Daniel Alberto Viglietti Indart (24 July 1939 – 30 October 2017) was a Uruguayan folk singer, guitarist, composer, and political activist. He was one of the main exponents of Uruguayan popular song and also of the Nueva Canción or "New Song" of the 1960s and early 1970s.

==Career==
He founded, in 1971, along with other musicians like José "Pepe" Guerra, Braulio López, the music scholar Coriún Aharonián, Myriam Dibarboure, María Teresa Sande and Notary Public Edgardo Bello, the recognized independent record label Ayuí/Tacuabé in order to promote and support valuable Uruguayan musical expressions.

He performed the works of Cuban Nueva Trova stars Silvio Rodríguez and Pablo Milanés and Brazil's Chico Buarque and Edu Lobo, worked with Cuban composer and arranger Leo Brouwer. His recordings are widely available, especially "Trópicos" (1972).

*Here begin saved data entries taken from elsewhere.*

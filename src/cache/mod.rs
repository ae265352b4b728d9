//! Cache generation storage
//!
//! Stores request/response pairs grouped into named generations.
//!
//! # Generation States
//!
//! | State | Activatable | Description |
//! |-------|-------------|-------------|
//! | Building | no | Opened by an install that has not committed |
//! | Complete | yes | Every manifest entry stored |
//!
//! A generation only becomes complete through [`CacheStorage::commit`],
//! which stores the manifest entries and flips the state together.
//! Runtime entries added with [`CacheStorage::put`] never change the state.

pub mod disk;
pub mod generation;
pub mod memory;

pub use disk::DiskStorage;
pub use generation::{CacheName, Generation, GenerationState};
pub use memory::MemoryStorage;

use crate::error::OffcacheResult;
use crate::http::{CacheKey, Response};
use async_trait::async_trait;

/// Abstract generation store
///
/// Concurrent reads and writes to distinct keys are safe. Concurrent writes
/// to the same key are last-write-wins.
#[async_trait]
pub trait CacheStorage: Send + Sync {
    /// Open a generation, creating it in the building state if absent.
    /// Returns true if this call created it.
    async fn open(&self, name: &str) -> OffcacheResult<bool>;

    /// Look up a generation's record
    async fn generation(&self, name: &str) -> OffcacheResult<Option<Generation>>;

    /// Names of all generations, oldest first
    async fn keys(&self) -> OffcacheResult<Vec<String>>;

    /// Delete a generation and everything in it. Returns false if absent.
    async fn delete(&self, name: &str) -> OffcacheResult<bool>;

    /// Find the stored response for `key` in generation `name`
    async fn lookup(&self, name: &str, key: &CacheKey) -> OffcacheResult<Option<Response>>;

    /// Store one entry, opening the generation if needed
    async fn put(&self, name: &str, key: &CacheKey, response: &Response) -> OffcacheResult<()>;

    /// Store all `entries` and mark the generation complete as one unit
    async fn commit(
        &self,
        name: &str,
        fingerprint: &str,
        entries: Vec<(CacheKey, Response)>,
    ) -> OffcacheResult<()>;

    /// Keys stored in generation `name`
    async fn entry_keys(&self, name: &str) -> OffcacheResult<Vec<CacheKey>>;

    /// Human-readable backend name for display
    fn backend_name(&self) -> &'static str;
}

/// Records for every generation in `storage`, oldest first
pub async fn list_generations(storage: &dyn CacheStorage) -> OffcacheResult<Vec<Generation>> {
    let mut generations = Vec::new();
    for name in storage.keys().await? {
        if let Some(generation) = storage.generation(&name).await? {
            generations.push(generation);
        }
    }
    Ok(generations)
}
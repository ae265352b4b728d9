//! Integration tests for Offcache

mod cli_tests {
    use assert_cmd::{cargo::cargo_bin_cmd, Command};
    use predicates::prelude::*;
    use std::path::{Path, PathBuf};
    use tempfile::TempDir;

    /// Binary isolated from the user's real config and state
    fn offcache(home: &Path) -> Command {
        let mut cmd = cargo_bin_cmd!("offcache");
        cmd.env("HOME", home)
            .env("XDG_CONFIG_HOME", home.join("config"))
            .env("XDG_STATE_HOME", home.join("state"))
            .env_remove("OFFCACHE_CONFIG")
            .env_remove("RUST_LOG");
        cmd
    }

    /// Config for a site on a port nothing listens on
    fn write_config(home: &Path) -> PathBuf {
        let path = home.join("offcache.toml");
        let content = format!(
            r#"
[general]
audit_log = false

[worker]
cache_name = "portfolio-v1.0.0"
scope = "http://127.0.0.1:9/"
offline_url = "/"

[manifest]
urls = ["/", "/static/css/style.css"]

[network]
timeout_secs = 5

[storage]
dir = "{}"
"#,
            home.join("caches").display()
        );
        std::fs::write(&path, content).unwrap();
        path
    }

    #[test]
    fn help_displays() {
        let home = TempDir::new().unwrap();
        offcache(home.path())
            .arg("--help")
            .assert()
            .success()
            .stdout(predicate::str::contains("offline cache manager"));
    }

    #[test]
    fn version_displays() {
        let home = TempDir::new().unwrap();
        offcache(home.path())
            .arg("--version")
            .assert()
            .success()
            .stdout(predicate::str::contains("offcache"));
    }

    #[test]
    fn config_path() {
        let home = TempDir::new().unwrap();
        offcache(home.path())
            .args(["config", "path"])
            .assert()
            .success()
            .stdout(predicate::str::contains("config.toml"));
    }

    #[test]
    fn config_show() {
        let home = TempDir::new().unwrap();
        offcache(home.path())
            .args(["config", "show"])
            .assert()
            .success()
            .stdout(predicate::str::contains("[worker]"))
            .stdout(predicate::str::contains("cache_name"));
    }

    #[test]
    fn config_init_refuses_to_overwrite() {
        let home = TempDir::new().unwrap();
        let path = home.path().join("fresh.toml");
        let path_arg = path.to_str().unwrap();

        offcache(home.path())
            .args(["--config", path_arg, "config", "init"])
            .assert()
            .success()
            .stdout(predicate::str::contains("Configuration initialized"));
        assert!(path.exists());

        offcache(home.path())
            .args(["--config", path_arg, "config", "init"])
            .assert()
            .success()
            .stdout(predicate::str::contains("already exists"));
    }

    #[test]
    fn generations_empty() {
        let home = TempDir::new().unwrap();
        let config = write_config(home.path());

        offcache(home.path())
            .args(["--config", config.to_str().unwrap(), "generations"])
            .assert()
            .success()
            .stdout(predicate::str::contains("No cache generations found"));
    }

    #[test]
    fn fetch_before_install_passes_through() {
        let home = TempDir::new().unwrap();
        let config = write_config(home.path());

        offcache(home.path())
            .args(["--config", config.to_str().unwrap(), "fetch", "/"])
            .assert()
            .success()
            .stdout(predicate::str::contains("Not intercepted"));
    }

    #[test]
    fn install_fails_when_site_unreachable() {
        let home = TempDir::new().unwrap();
        let config = write_config(home.path());
        let config_arg = config.to_str().unwrap();

        offcache(home.path())
            .args(["--config", config_arg, "install"])
            .assert()
            .failure()
            .stderr(predicate::str::contains("Install of generation portfolio-v1.0.0 failed"));

        offcache(home.path())
            .args(["--config", config_arg, "generations", "--format", "plain"])
            .assert()
            .success()
            .stdout(predicate::str::is_empty());
    }

    #[test]
    fn activate_without_install_fails() {
        let home = TempDir::new().unwrap();
        let config = write_config(home.path());

        offcache(home.path())
            .args(["--config", config.to_str().unwrap(), "activate"])
            .assert()
            .failure()
            .stderr(predicate::str::contains("not installed"));
    }

    #[test]
    fn unknown_message_is_ignored() {
        let home = TempDir::new().unwrap();
        let config = write_config(home.path());

        offcache(home.path())
            .args(["--config", config.to_str().unwrap(), "message", r#"{"type":"PING"}"#])
            .assert()
            .success()
            .stdout(predicate::str::contains("Message ignored"));
    }

    #[test]
    fn invalid_message_json_fails() {
        let home = TempDir::new().unwrap();
        let config = write_config(home.path());

        offcache(home.path())
            .args(["--config", config.to_str().unwrap(), "message", "not json"])
            .assert()
            .failure()
            .stderr(predicate::str::contains("not valid JSON"));
    }

    #[test]
    fn push_shows_default_body() {
        let home = TempDir::new().unwrap();
        let config = write_config(home.path());

        offcache(home.path())
            .args(["--config", config.to_str().unwrap(), "push"])
            .assert()
            .success()
            .stdout(predicate::str::contains("New update available!"));
    }

    #[test]
    fn explore_click_focuses_open_root() {
        let home = TempDir::new().unwrap();
        let config = write_config(home.path());

        offcache(home.path())
            .args(["--config", config.to_str().unwrap(), "click", "explore", "--open", "/"])
            .assert()
            .success()
            .stdout(predicate::str::contains("Notification closed"))
            .stdout(predicate::str::contains("Window focused"));
    }

    #[test]
    fn explore_click_opens_root_window() {
        let home = TempDir::new().unwrap();
        let config = write_config(home.path());

        offcache(home.path())
            .args(["--config", config.to_str().unwrap(), "click", "explore"])
            .assert()
            .success()
            .stdout(predicate::str::contains("Window opened"))
            .stdout(predicate::str::contains("http://127.0.0.1:9/"));
    }

    #[test]
    fn completions_generate() {
        let home = TempDir::new().unwrap();
        offcache(home.path())
            .args(["completions", "bash"])
            .assert()
            .success()
            .stdout(predicate::str::contains("offcache"));
    }
}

Viglietti was imprisoned in 1972 by his own government. He was supported by the likes of Jean-Paul Sartre as an international man of conscience, a voice for peace, and an opponent of the military dictatorships that plagued South America in the 1970s. Rumors about possible mistreatment against him forced the authorities to bring him out in front of television cameras to show that, in particular, his hands were fine. However, Viglietti spoke out that his treatment in police custody was much better than what other political prisoners received. He was a peer of the late Chilean poet and folk singer Victor Jara and composer and activist Violeta Parra.

== Discography ==
- Canciones folklóricas y 6 impresiones para canto y guitarra (Antar PLP 5024. 1963)
- Hombres de nuestra tierra (junto al narrador Juan Capagorry. Antar PLP 5045. 1964)
- Canciones para el hombre nuevo (Orfeo. 1968)
- Canto libre (Orfeo ULP 90.537. 1970)
- Canciones chuecas (Orfeo ULP 90.558. 1971)
- Trópicos (Orfeo. 1973)
- En vivo (Le Chant du Monde. 1978)
- Trabajo de hormiga (Music Hall. 1984)
- Por ellos canto (Orfeo. 1984)
- A dos voces (junto a Mario Benedetti. Orfeo. 1985)
- A dos voces (junto a Mario Benedetti. Orfeo. 1987)
- Esdrújulo (Orfeo, 1993)
- A dos voces volúmenes 1 y 2 (junto a Mario Benedetti. Orfeo CDO 047–2. 1994)
- Devenir (Ayuí / Tacuabé, 2004)
- Nuestra bandera / Esta canción nombra (Orfeo)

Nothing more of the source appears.